PROBLEM DETAILS:
Using the records below, report how many lines hold "collect", with no extra text.

(Dataset items)
────────────────────────────────────────

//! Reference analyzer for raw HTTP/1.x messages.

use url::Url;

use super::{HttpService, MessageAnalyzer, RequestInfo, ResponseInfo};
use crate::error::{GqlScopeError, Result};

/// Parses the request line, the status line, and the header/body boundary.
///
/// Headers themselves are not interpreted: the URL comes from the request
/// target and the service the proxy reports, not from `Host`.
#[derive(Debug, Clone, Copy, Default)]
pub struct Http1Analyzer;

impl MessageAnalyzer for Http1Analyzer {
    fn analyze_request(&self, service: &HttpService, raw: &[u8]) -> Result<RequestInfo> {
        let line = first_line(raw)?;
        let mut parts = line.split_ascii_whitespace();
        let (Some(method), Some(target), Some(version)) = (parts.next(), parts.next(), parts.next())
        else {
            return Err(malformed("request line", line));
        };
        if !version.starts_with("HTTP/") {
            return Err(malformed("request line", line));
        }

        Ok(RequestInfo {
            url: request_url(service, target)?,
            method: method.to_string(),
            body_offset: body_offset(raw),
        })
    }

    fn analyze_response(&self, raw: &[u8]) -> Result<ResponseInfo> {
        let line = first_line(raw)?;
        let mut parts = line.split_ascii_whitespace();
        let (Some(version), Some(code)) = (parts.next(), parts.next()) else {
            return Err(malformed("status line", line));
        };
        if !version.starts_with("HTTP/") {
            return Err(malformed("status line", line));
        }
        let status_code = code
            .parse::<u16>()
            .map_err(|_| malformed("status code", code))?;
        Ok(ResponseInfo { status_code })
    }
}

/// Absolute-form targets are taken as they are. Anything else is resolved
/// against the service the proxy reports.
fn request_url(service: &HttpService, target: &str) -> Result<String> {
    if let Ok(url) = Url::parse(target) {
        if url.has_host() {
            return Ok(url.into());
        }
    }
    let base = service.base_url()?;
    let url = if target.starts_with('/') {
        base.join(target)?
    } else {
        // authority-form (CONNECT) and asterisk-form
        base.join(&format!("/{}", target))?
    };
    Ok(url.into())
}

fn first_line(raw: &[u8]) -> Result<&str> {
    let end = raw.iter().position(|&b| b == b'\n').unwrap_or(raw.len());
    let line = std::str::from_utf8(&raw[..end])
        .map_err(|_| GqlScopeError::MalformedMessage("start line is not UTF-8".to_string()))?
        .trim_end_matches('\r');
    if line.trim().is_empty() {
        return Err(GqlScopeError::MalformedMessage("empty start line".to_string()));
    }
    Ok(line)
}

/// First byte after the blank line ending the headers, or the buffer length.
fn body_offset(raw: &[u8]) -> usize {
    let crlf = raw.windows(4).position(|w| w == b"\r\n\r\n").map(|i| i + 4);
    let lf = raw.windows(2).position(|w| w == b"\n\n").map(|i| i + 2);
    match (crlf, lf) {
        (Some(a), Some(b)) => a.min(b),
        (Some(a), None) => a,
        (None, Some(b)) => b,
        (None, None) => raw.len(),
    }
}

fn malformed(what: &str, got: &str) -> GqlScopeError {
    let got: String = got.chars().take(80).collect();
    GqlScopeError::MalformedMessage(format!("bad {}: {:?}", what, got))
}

────────────────────────────────────────

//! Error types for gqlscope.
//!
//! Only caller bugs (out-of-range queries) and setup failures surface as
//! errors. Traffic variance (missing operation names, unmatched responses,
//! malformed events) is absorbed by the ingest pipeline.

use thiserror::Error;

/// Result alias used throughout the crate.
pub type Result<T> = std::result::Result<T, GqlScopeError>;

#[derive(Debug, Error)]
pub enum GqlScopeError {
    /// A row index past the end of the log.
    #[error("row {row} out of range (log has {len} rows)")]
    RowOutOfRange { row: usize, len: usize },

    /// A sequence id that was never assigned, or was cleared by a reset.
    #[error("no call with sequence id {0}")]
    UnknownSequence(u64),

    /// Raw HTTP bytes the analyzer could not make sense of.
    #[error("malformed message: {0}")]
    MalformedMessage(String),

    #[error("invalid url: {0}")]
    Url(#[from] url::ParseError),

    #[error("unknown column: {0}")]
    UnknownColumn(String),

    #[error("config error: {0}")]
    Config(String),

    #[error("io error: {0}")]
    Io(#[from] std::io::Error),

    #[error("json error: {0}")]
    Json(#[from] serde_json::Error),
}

────────────────────────────────────────

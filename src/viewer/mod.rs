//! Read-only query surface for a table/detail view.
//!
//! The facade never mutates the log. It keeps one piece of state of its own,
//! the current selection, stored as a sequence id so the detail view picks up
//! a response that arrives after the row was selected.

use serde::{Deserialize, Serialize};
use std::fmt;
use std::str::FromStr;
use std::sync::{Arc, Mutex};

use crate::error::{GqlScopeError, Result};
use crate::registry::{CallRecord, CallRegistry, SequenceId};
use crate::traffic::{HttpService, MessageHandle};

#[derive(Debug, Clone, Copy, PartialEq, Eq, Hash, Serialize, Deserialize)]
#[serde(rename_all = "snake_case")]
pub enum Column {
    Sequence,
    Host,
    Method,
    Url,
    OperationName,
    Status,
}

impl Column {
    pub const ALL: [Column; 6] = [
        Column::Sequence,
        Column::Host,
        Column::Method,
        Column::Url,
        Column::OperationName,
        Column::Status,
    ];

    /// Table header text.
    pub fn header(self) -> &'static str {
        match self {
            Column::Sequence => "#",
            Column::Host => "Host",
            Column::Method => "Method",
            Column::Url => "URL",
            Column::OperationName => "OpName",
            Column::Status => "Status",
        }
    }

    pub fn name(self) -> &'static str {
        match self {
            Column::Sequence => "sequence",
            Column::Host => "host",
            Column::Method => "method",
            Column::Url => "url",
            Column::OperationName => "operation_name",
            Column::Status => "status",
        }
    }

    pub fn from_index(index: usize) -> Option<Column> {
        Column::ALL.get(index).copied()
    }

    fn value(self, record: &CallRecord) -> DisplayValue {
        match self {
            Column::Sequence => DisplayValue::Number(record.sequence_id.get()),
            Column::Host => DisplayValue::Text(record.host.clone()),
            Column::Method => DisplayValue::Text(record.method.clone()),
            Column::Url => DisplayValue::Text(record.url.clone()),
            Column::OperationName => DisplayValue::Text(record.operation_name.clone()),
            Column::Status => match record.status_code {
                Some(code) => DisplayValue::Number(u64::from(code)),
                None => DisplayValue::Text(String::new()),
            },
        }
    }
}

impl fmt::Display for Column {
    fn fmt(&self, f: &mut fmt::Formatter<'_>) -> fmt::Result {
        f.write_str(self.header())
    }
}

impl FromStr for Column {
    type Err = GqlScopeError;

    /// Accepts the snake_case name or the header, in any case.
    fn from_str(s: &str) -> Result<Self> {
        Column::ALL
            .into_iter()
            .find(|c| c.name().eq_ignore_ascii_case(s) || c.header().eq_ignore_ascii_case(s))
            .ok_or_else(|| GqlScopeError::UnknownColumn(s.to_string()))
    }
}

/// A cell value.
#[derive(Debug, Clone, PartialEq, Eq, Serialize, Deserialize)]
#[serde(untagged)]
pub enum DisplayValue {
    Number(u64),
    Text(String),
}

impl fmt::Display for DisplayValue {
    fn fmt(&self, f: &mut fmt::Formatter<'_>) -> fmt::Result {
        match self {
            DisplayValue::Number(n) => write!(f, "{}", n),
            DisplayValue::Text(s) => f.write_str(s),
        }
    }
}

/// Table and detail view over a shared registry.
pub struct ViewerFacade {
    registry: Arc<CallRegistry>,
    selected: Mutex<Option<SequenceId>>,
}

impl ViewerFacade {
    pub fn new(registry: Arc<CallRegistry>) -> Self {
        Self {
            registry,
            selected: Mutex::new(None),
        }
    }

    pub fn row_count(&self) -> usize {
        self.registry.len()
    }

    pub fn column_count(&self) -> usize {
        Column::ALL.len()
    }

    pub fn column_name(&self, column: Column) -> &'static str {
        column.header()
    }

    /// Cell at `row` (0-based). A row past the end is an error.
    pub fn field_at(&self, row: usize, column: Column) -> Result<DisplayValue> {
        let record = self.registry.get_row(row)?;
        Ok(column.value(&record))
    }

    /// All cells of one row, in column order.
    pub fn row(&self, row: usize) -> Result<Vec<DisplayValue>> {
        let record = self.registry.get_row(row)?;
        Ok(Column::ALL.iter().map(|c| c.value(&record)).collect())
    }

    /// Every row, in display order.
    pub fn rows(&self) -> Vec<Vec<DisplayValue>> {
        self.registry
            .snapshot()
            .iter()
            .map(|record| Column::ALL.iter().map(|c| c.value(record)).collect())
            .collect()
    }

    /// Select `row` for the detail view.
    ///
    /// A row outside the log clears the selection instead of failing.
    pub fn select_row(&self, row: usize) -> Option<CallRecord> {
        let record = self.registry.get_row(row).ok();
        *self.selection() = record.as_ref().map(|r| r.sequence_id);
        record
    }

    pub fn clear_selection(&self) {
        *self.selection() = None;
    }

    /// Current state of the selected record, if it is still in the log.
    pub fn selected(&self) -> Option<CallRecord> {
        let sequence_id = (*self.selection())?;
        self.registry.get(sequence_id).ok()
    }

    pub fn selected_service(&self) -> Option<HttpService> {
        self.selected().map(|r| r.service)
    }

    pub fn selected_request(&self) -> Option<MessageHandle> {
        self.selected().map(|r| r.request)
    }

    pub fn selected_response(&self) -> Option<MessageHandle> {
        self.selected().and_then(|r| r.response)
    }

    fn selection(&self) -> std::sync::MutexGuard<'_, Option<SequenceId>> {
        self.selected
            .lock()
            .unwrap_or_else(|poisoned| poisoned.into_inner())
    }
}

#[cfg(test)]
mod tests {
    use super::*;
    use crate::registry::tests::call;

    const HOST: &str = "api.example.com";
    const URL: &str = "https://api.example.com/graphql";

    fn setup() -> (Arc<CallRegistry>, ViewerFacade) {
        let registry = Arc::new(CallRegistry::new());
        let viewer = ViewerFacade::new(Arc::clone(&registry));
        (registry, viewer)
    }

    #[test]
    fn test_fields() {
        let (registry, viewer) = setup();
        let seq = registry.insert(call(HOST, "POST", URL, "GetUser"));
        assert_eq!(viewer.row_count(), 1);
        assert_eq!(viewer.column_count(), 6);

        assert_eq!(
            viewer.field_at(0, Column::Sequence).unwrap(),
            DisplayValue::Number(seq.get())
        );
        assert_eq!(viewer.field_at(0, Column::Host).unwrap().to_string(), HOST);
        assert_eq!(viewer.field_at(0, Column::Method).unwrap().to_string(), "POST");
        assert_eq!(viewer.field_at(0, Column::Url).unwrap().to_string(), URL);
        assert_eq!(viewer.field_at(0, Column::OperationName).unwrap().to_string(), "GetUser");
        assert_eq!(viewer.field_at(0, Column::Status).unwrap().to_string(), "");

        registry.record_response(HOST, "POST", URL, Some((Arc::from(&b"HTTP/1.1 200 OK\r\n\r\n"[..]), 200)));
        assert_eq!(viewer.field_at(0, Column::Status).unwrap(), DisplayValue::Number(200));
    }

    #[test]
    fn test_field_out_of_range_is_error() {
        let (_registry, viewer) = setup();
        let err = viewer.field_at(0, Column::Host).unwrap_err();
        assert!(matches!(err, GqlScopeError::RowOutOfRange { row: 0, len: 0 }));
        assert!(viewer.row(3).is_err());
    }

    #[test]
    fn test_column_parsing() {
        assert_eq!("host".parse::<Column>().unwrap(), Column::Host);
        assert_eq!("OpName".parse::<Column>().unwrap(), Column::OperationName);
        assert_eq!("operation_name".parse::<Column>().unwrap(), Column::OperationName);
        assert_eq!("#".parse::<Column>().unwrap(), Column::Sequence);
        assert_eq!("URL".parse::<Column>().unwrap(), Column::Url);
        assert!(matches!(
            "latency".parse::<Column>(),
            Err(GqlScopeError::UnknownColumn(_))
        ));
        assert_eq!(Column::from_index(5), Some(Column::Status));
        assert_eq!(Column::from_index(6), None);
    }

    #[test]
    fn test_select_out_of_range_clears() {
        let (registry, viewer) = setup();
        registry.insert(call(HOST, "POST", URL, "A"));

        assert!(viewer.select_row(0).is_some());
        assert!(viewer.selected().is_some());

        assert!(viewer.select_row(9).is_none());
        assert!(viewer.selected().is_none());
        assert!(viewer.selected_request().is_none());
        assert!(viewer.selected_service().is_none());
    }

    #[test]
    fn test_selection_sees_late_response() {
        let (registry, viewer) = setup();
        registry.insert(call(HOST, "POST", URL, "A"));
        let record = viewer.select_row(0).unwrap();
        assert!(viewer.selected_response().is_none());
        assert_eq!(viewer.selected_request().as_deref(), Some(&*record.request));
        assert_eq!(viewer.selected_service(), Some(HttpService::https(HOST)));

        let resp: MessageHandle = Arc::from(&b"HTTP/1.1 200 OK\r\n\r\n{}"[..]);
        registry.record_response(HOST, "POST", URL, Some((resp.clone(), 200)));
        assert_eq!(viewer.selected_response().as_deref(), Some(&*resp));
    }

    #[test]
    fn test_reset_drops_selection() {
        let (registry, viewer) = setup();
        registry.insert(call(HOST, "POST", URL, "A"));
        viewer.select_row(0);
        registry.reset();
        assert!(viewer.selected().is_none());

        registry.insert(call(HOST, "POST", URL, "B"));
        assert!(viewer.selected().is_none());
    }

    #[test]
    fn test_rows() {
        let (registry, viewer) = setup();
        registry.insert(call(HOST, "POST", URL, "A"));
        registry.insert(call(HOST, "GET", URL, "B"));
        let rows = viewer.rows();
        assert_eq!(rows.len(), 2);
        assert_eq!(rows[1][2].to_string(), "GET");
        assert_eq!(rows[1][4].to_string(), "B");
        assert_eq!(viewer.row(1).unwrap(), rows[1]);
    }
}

────────────────────────────────────────

EXERCISE SOLUTION:
4